RECORDS FOR PROCESSING:

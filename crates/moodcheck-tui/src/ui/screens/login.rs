use ratatui::{
    layout::Rect,
    style::Style,
    text::{Line, Span},
    widgets::{Block, Borders, Clear, Paragraph},
    Frame,
};

use crate::app::{App, LoginFocus};
use crate::ui::render::centered_rect_fixed;
use crate::ui::styles;

/// Width of the username and password fields, in characters
const FIELD_WIDTH: usize = 20;

pub fn render(frame: &mut Frame, app: &App, area: Rect) {
    let height = if app.login.error().is_some() { 13 } else { 11 };
    let area = centered_rect_fixed(48, height, area);

    // Clear the area
    frame.render_widget(Clear, area);

    let mut lines = vec![
        Line::from(Span::styled("   Sentiment Analysis", styles::title_style())),
        Line::from(Span::styled("   Sign in to get started", styles::muted_style())),
        Line::from(""),
    ];

    // Username field
    let username_focused = app.login_focus == LoginFocus::Username;
    let username_style = if username_focused {
        styles::selected_style()
    } else {
        styles::list_item_style()
    };
    let username_display = format!("{:<width$}", tail(&app.login.username, FIELD_WIDTH), width = FIELD_WIDTH);
    let cursor = if username_focused { "▌" } else { "" };
    lines.push(Line::from(vec![
        Span::raw("   "),
        Span::styled("Username: [", styles::muted_style()),
        Span::styled(format!("{}{}", username_display, cursor), username_style),
        Span::styled("]", styles::muted_style()),
    ]));

    // Password field
    let password_focused = app.login_focus == LoginFocus::Password;
    let password_style = if password_focused {
        styles::selected_style()
    } else {
        styles::list_item_style()
    };
    let password_masked: String = "*".repeat(app.login.password.chars().count().min(FIELD_WIDTH));
    let password_display = format!("{:<width$}", password_masked, width = FIELD_WIDTH);
    let cursor = if password_focused { "▌" } else { "" };
    lines.push(Line::from(vec![
        Span::raw("   "),
        Span::styled("Password: [", styles::muted_style()),
        Span::styled(format!("{}{}", password_display, cursor), password_style),
        Span::styled("]", styles::muted_style()),
    ]));

    // Login button
    let button_focused = app.login_focus == LoginFocus::Button;
    let button_style = if button_focused {
        styles::selected_style()
    } else {
        styles::list_item_style()
    };
    let label = if app.login.is_loading() {
        " Signing in... "
    } else if button_focused {
        "  ▶ Sign in ◀  "
    } else {
        "    Sign in    "
    };
    lines.push(Line::from(""));
    lines.push(Line::from(vec![
        Span::raw("              ["),
        Span::styled(label, button_style),
        Span::raw("]"),
    ]));

    // Error message
    if let Some(error) = app.login.error() {
        lines.push(Line::from(""));
        lines.push(Line::from(Span::styled(
            format!(" {}", error),
            styles::error_style(),
        )));
    }

    let block = Block::default()
        .borders(Borders::ALL)
        .border_style(styles::border_style(true))
        .style(Style::default());

    let paragraph = Paragraph::new(lines).block(block);

    frame.render_widget(paragraph, area);
}

/// Last `max` characters of `s`, so the cursor end stays visible
fn tail(s: &str, max: usize) -> String {
    let count = s.chars().count();
    s.chars().skip(count.saturating_sub(max)).collect()
}
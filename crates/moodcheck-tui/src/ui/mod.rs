//! Terminal UI module using ratatui.
//!
//! This module provides the TUI rendering and input handling:
//!
//! - `render`: Main frame layout, status bar and overlays
//! - `input`: Keyboard event handling
//! - `styles`: Color schemes and text styling
//! - `screens`: Login and analysis screen content

pub mod input;
pub mod render;
pub mod screens;
pub mod styles;
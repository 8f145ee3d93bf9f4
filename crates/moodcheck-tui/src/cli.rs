//! Command-line argument parsing and one-shot command handlers.
//!
//! Without a subcommand the TUI starts. The subcommands drive the same
//! controllers the TUI uses and print the outcome:
//! - login: exchange a username and password for a stored token
//! - analyze: classify a text with the stored token
//! - logout: forget the stored token
//! - status: show the backend and whether a token is stored

use std::io::{self, Write};
use std::path::PathBuf;

use anyhow::{bail, Context, Result};
use clap::{Parser, Subcommand};
use tracing::warn;

use moodcheck_core::models::analysis::MAX_SCORE;
use moodcheck_core::views::{AnalysisController, LandingController, LoginController, Route};
use moodcheck_core::{ApiClient, Config, SessionStore};

use crate::utils::score_bar;

/// Environment variables read by `login`
const USERNAME_ENV: &str = "MOODCHECK_USERNAME";
const PASSWORD_ENV: &str = "MOODCHECK_PASSWORD";

/// Sentiment analysis from the terminal
#[derive(Parser)]
#[command(name = "moodcheck")]
#[command(version)]
#[command(about = "Sentiment analysis from the terminal", long_about = None)]
pub struct Cli {
    /// Backend address, overriding config and MOODCHECK_API_URL
    #[arg(long, global = true, value_name = "URL")]
    pub api_url: Option<String>,

    /// Keep the session in memory only
    #[arg(long, global = true)]
    pub ephemeral: bool,

    #[command(subcommand)]
    pub command: Option<Commands>,
}

#[derive(Subcommand)]
pub enum Commands {
    /// Sign in and store the token
    Login {
        /// Username (prompted when omitted)
        #[arg(short, long)]
        username: Option<String>,
    },
    /// Analyze the sentiment of a text
    Analyze {
        /// Print the backend's answer as JSON
        #[arg(long)]
        json: bool,

        /// Text to analyze
        #[arg(required = true, num_args = 1..)]
        text: Vec<String>,
    },
    /// Forget the stored token
    Logout,
    /// Show the backend address and session state
    Status,
}

/// Everything a command or the TUI needs, built from config and flags.
pub struct Services {
    pub config: Config,
    pub config_path: Option<PathBuf>,
    pub session: SessionStore,
    pub api: ApiClient,
}

impl Services {
    pub fn build(cli: &Cli) -> Result<Self> {
        let config_path = Config::path().ok();
        let config = match &config_path {
            Some(path) => Config::load_from(path.clone()).unwrap_or_else(|e| {
                warn!(error = %e, "Failed to load config, using defaults");
                Config::default()
            }),
            None => Config::default(),
        };

        let session = if cli.ephemeral {
            SessionStore::in_memory()
        } else {
            config.session_store()
        };

        let api_url = cli.api_url.clone().unwrap_or_else(|| config.api_url());
        let api = ApiClient::with_timeout(&api_url, config.request_timeout())
            .context("Failed to create HTTP client")?;

        Ok(Self {
            config,
            config_path,
            session,
            api,
        })
    }
}

pub async fn run_command(command: Commands, services: Services) -> Result<()> {
    match command {
        Commands::Login { username } => login(services, username).await,
        Commands::Analyze { json, text } => analyze(services, &text.join(" "), json).await,
        Commands::Logout => logout(services),
        Commands::Status => status(services),
    }
}

async fn login(services: Services, username: Option<String>) -> Result<()> {
    let username = match username.or_else(|| std::env::var(USERNAME_ENV).ok()) {
        Some(username) => username,
        None => prompt_username(services.config.last_username.as_deref())?,
    };
    let password = match std::env::var(PASSWORD_ENV) {
        Ok(password) => password,
        Err(_) => rpassword::prompt_password("Password: ")?,
    };

    let signed_in_as = login_with(services, username, password).await?;
    println!("Logged in as {}", signed_in_as);
    Ok(())
}

/// Sign in, store the token and remember the username. Returns the
/// username the backend confirmed.
async fn login_with(mut services: Services, username: String, password: String) -> Result<String> {
    let mut controller = LoginController::new(username);
    controller.password = password;

    if controller.run(&services.api, &services.session).await.is_none() {
        bail!("{}", controller.error().unwrap_or("Login failed"));
    }

    let signed_in_as = controller.signed_in_as().unwrap_or(controller.username.as_str()).to_string();
    services.config.last_username = Some(controller.username.trim().to_string());
    if let Some(path) = services.config_path {
        if let Err(e) = services.config.save_to(path) {
            warn!(error = %e, "Failed to save config");
        }
    }

    Ok(signed_in_as)
}

fn prompt_username(last: Option<&str>) -> Result<String> {
    match last {
        Some(last) => print!("Username [{}]: ", last),
        None => print!("Username: "),
    }
    io::stdout().flush()?;

    let mut input = String::new();
    io::stdin().read_line(&mut input)?;
    let input = input.trim();

    match (input.is_empty(), last) {
        (true, Some(last)) => Ok(last.to_string()),
        _ => Ok(input.to_string()),
    }
}

async fn analyze(services: Services, text: &str, json: bool) -> Result<()> {
    if LandingController::resolve(&services.session) == Route::Login {
        bail!("Not logged in. Run `moodcheck login` first.");
    }

    // No screen to linger on, so leave immediately on session expiry
    let mut controller = AnalysisController::new(std::time::Duration::ZERO);
    if controller.mount(&services.session).is_some() {
        bail!("Not logged in. Run `moodcheck login` first.");
    }
    controller.text = text.to_string();

    let redirect = controller.analyze(&services.api, &services.session).await;

    let Some(result) = controller.result() else {
        let message = controller.error().unwrap_or("Analysis failed").to_string();
        if redirect.is_some() {
            bail!("{} Run `moodcheck login`.", message);
        }
        bail!("{}", message);
    };

    if json {
        println!("{}", serde_json::to_string_pretty(result)?);
    } else {
        let polarity = result.polarity();
        println!("Sentiment: {} ({})", result.sentiment.to_uppercase(), polarity.display_name());
        println!("Score:     {}/{} {}", result.score, MAX_SCORE, score_bar(result.score, MAX_SCORE));
        println!("Text:      \"{}\"", result.text);
        println!("User:      {}", result.user);
    }
    Ok(())
}

fn logout(services: Services) -> Result<()> {
    let mut controller = AnalysisController::default();
    controller.mount(&services.session);
    controller.logout(&services.session);
    println!("Logged out");
    Ok(())
}

fn status(services: Services) -> Result<()> {
    println!("{}", status_report(&services));
    Ok(())
}

fn status_report(services: &Services) -> String {
    let state = if !services.session.is_available() {
        "storage unavailable"
    } else if services.session.is_authenticated() {
        "logged in"
    } else {
        "not logged in"
    };
    format!(
        "Backend:  {}\nStorage:  {:?}\nSession:  {}",
        services.api.base_url(),
        services.config.storage,
        state
    )
}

WHAT YOU SHOULD DO: Whenever the word "Route" shows up in a line, that line counts. Say how many lines of the data count, giving the number alone.

SOLVED PROBLEM: 2